FIREVAT performed at the highest level for four of the five metrics compared with the three widely adopted manual filtering approaches when evaluated on all mutations called by MuTect, Muse, and Varscan (Fig. 2a): precision (median = 0.958), F1 score (median = 0.933), specificity (median = 0.678), and accuracy (median = 0.908) (Additional file 3: Tables S4 and S5).

Fig. 2
figure 2

Evaluation of FIREVAT variant refinement performance on real-world datasets against ground truth. a FIREVAT variant refinement performance on 360 MC3 samples with known ground truth data against three other manual hard-filtering approaches: Lancet (light blue: LAN-F), MuTect (green: MUT-F), and Varscan (navy: VAR-F). FIREVAT refinement results yielded the highest F1 score when evaluated on combined callsets. b Scatterplot of the specificities and the initial sum of artifact signature weights for FIREVAT and the other filtering approaches. FIREVAT refinement specificity showed a positive correlation with the initial sum of artifact signature weights. c Variant refinement was performed using FIREVAT and DToxoG on the WES data of 6 breast cancer samples with technical replicates (n = 12). We used five different objective functions that assign different weights to each of the four terms constituting the objective value. When evaluated against the ground truth data, FIREVAT achieved the highest precision level and F1 score against DToxoG

We additionally compared the FIREVAT performance in each callset. Using the mutations called by MuTect, FIREVAT yielded the highest level of precision and specificity with median values of 0.978 and 0.250, respectively, while achieving a sensitivity comparable to those of the other filtering approaches. While the MUT-F and VAR-F methods yielded higher median F1 scores (MUT-F = 0.972, VAR-F = 0.966) than FIREVAT (median = 0.964), these methods performed poorly in terms of specificity (MUT-F = 0.067, VAR-F = 0.000).

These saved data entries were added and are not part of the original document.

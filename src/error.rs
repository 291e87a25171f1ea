//! Error types for review-orchestrator
//!
//! This module provides the failure taxonomy of a workflow run:
//! - Phase errors (extraction, generation, notification, archive) that are folded
//!   into the run record and never abort a run
//! - Internal and configuration errors that abort a run and are surfaced with a
//!   non-zero exit code
//! - Machine-readable error codes for log lines and run records

use crate::types::Category;
use std::path::PathBuf;
use thiserror::Error;

/// Result type alias for review-orchestrator operations
pub type Result<T> = std::result::Result<T, Error>;

/// Main error type for review-orchestrator
///
/// Each variant includes contextual information to help diagnose issues. Whether an
/// error aborts a run is decided by [`Error::is_fatal`].
#[derive(Debug, Error)]
pub enum Error {
    /// Configuration error with context about which setting is invalid
    #[error("configuration error: {message}")]
    Config {
        /// Human-readable error message describing the configuration issue
        message: String,
        /// The configuration key that caused the error (e.g., "retry.max_attempts")
        key: Option<String>,
    },

    /// I/O error
    #[error("I/O error: {0}")]
    Io(#[from] std::io::Error),

    /// Dataset extraction attempt failed (retryable)
    #[error("extraction failed: {0}")]
    Extraction(String),

    /// Report generation failed for one category
    #[error("report generation failed for {category}: {reason}")]
    Generation {
        /// The category whose producer failed
        category: Category,
        /// The reason generation failed
        reason: String,
    },

    /// Notification could not be delivered
    #[error("notification failed: {0}")]
    Notification(String),

    /// Archiving error
    #[error("archive error: {0}")]
    Archive(#[from] ArchiveError),

    /// Unexpected internal failure; aborts the run
    #[error("internal error: {0}")]
    Internal(String),

    /// Serialization error
    #[error("serialization error: {0}")]
    Serialization(#[from] serde_json::Error),

    /// Dataset could not be parsed
    #[error("dataset parse error: {0}")]
    Csv(#[from] csv::Error),

    /// Configuration file could not be parsed
    #[error("config parse error: {0}")]
    Toml(#[from] toml::de::Error),

    /// External tool execution failed (extractor, report script)
    #[error("external tool error: {0}")]
    ExternalTool(String),
}

/// Archive-related errors (moves into history and dated report storage)
#[derive(Debug, Error)]
pub enum ArchiveError {
    /// File move/rename failed
    #[error("failed to move {source_path} to {dest_path}: {reason}")]
    MoveFailed {
        /// The source path of the file being moved
        source_path: PathBuf,
        /// The destination path where the file should be moved
        dest_path: PathBuf,
        /// The reason the move failed
        reason: String,
    },

    /// No free destination name could be reserved
    #[error("file collision at {path}: {reason}")]
    FileCollision {
        /// The path where the collision occurred
        path: PathBuf,
        /// The reason for the collision
        reason: String,
    },

    /// Invalid path encountered while archiving
    #[error("invalid path {path}: {reason}")]
    InvalidPath {
        /// The invalid path that was encountered
        path: PathBuf,
        /// The reason the path is invalid
        reason: String,
    },
}

impl Error {
    /// Shorthand for a configuration error tied to a key
    pub fn config(message: impl Into<String>, key: impl Into<String>) -> Self {
        Error::Config {
            message: message.into(),
            key: Some(key.into()),
        }
    }

    /// Whether this error aborts a run instead of consuming a retry
    ///
    /// Internal failures (including I/O on the run's own bookkeeping, which callers
    /// convert into [`Error::Internal`]) and configuration errors cannot be fixed by
    /// waiting, so they abort. Every other phase failure is recorded and the run
    /// moves on.
    pub fn is_fatal(&self) -> bool {
        matches!(self, Error::Internal(_) | Error::Config { .. })
    }

    /// Machine-readable error code
    pub fn error_code(&self) -> &'static str {
        match self {
            Error::Config { .. } => "config_error",
            Error::Io(_) => "io_error",
            Error::Extraction(_) => "extraction_failed",
            Error::Generation { .. } => "generation_failed",
            Error::Notification(_) => "notification_failed",
            Error::Archive(ArchiveError::MoveFailed { .. }) => "archive_move_failed",
            Error::Archive(ArchiveError::FileCollision { .. }) => "archive_collision",
            Error::Archive(ArchiveError::InvalidPath { .. }) => "archive_invalid_path",
            Error::Internal(_) => "internal_error",
            Error::Serialization(_) => "serialization_error",
            Error::Csv(_) => "dataset_parse_error",
            Error::Toml(_) => "config_parse_error",
            Error::ExternalTool(_) => "external_tool_error",
        }
    }
}

// unwrap/expect are acceptable in tests for concise failure-on-error assertions
#[allow(clippy::unwrap_used, clippy::expect_used)]
#[cfg(test)]
mod tests {
    use super::*;

    /// Returns every Error variant paired with its expected error code.
    fn all_error_variants() -> Vec<(Error, &'static str)> {
        let csv_error = csv::ReaderBuilder::new()
            .from_reader("a,b\n1,2,3\n".as_bytes())
            .records()
            .find_map(|r| r.err())
            .expect("ragged row must yield a csv error");
        let toml_error = toml::from_str::<toml::Value>("= nope").unwrap_err();
        let json_error = serde_json::from_str::<serde_json::Value>("{").unwrap_err();

        vec![
            (Error::config("bad", "retry.max_attempts"), "config_error"),
            (Error::Io(std::io::Error::other("x")), "io_error"),
            (Error::Extraction("login page timeout".into()), "extraction_failed"),
            (
                Error::Generation {
                    category: Category::A,
                    reason: "script crashed".into(),
                },
                "generation_failed",
            ),
            (Error::Notification("502".into()), "notification_failed"),
            (
                Error::Archive(ArchiveError::MoveFailed {
                    source_path: "a".into(),
                    dest_path: "b".into(),
                    reason: "denied".into(),
                }),
                "archive_move_failed",
            ),
            (
                Error::Archive(ArchiveError::FileCollision {
                    path: "a".into(),
                    reason: "taken".into(),
                }),
                "archive_collision",
            ),
            (
                Error::Archive(ArchiveError::InvalidPath {
                    path: "/".into(),
                    reason: "no file name".into(),
                }),
                "archive_invalid_path",
            ),
            (Error::Internal("bug".into()), "internal_error"),
            (Error::Serialization(json_error), "serialization_error"),
            (Error::Csv(csv_error), "dataset_parse_error"),
            (Error::Toml(toml_error), "config_parse_error"),
            (Error::ExternalTool("exit 2".into()), "external_tool_error"),
        ]
    }

    #[test]
    fn every_variant_maps_to_expected_error_code() {
        for (error, expected_code) in all_error_variants() {
            assert_eq!(
                error.error_code(),
                expected_code,
                "wrong code for error: {error}"
            );
        }
    }

    #[test]
    fn only_internal_and_config_errors_are_fatal() {
        for (error, code) in all_error_variants() {
            assert_eq!(
                error.is_fatal(),
                matches!(code, "internal_error" | "config_error"),
                "fatality mismatch for {code}"
            );
        }
    }

    #[test]
    fn generation_error_names_the_category() {
        let error = Error::Generation {
            category: Category::B,
            reason: "missing column PRODUCT".into(),
        };
        let message = error.to_string();
        assert!(message.contains("Three Wheeler"), "got: {message}");
        assert!(message.contains("missing column PRODUCT"));
    }

    #[test]
    fn archive_error_converts_into_error() {
        let err: Error = ArchiveError::InvalidPath {
            path: PathBuf::from("/"),
            reason: "no file name".into(),
        }
        .into();
        assert!(matches!(err, Error::Archive(ArchiveError::InvalidPath { .. })));
    }
}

In the Muse callset, FIREVAT yielded the highest F1 score with a median of 0.932. Similar to the performance observed in the MuTect callset, the median sensitivities of the MUT-F (0.996) and VAR-F (0.982) methods were higher than that of FIREVAT (0.973), but the median specificities were lower (MUT-F = 0.010, VAR-F = 0.031, FIREVAT = 0.601). The LAN-F method resulted in the highest specificity (0.667) in the Muse callset but had a lower sensitivity (0.927) than FIREVAT (0.973).

The FIREVAT refinement results of the MC3 Varscan callset yielded the highest specificity with a median of 0.941, filtering out 88.9% of the original variants on average. In contrast, 23.4% and 10.8% mutations were filtered out in the Muse and MuTect callsets. The MUT-F and VAR-F methods achieved higher median sensitivities (MUT-F = 0.996, VAR-F = 0.972) than FIREVAT (0.842). However, the FIREVAT median specificity was dramatically higher than those of the other methods (MUT-F = 0.034, VAR-F = 0.043, FIREVAT = 0.941).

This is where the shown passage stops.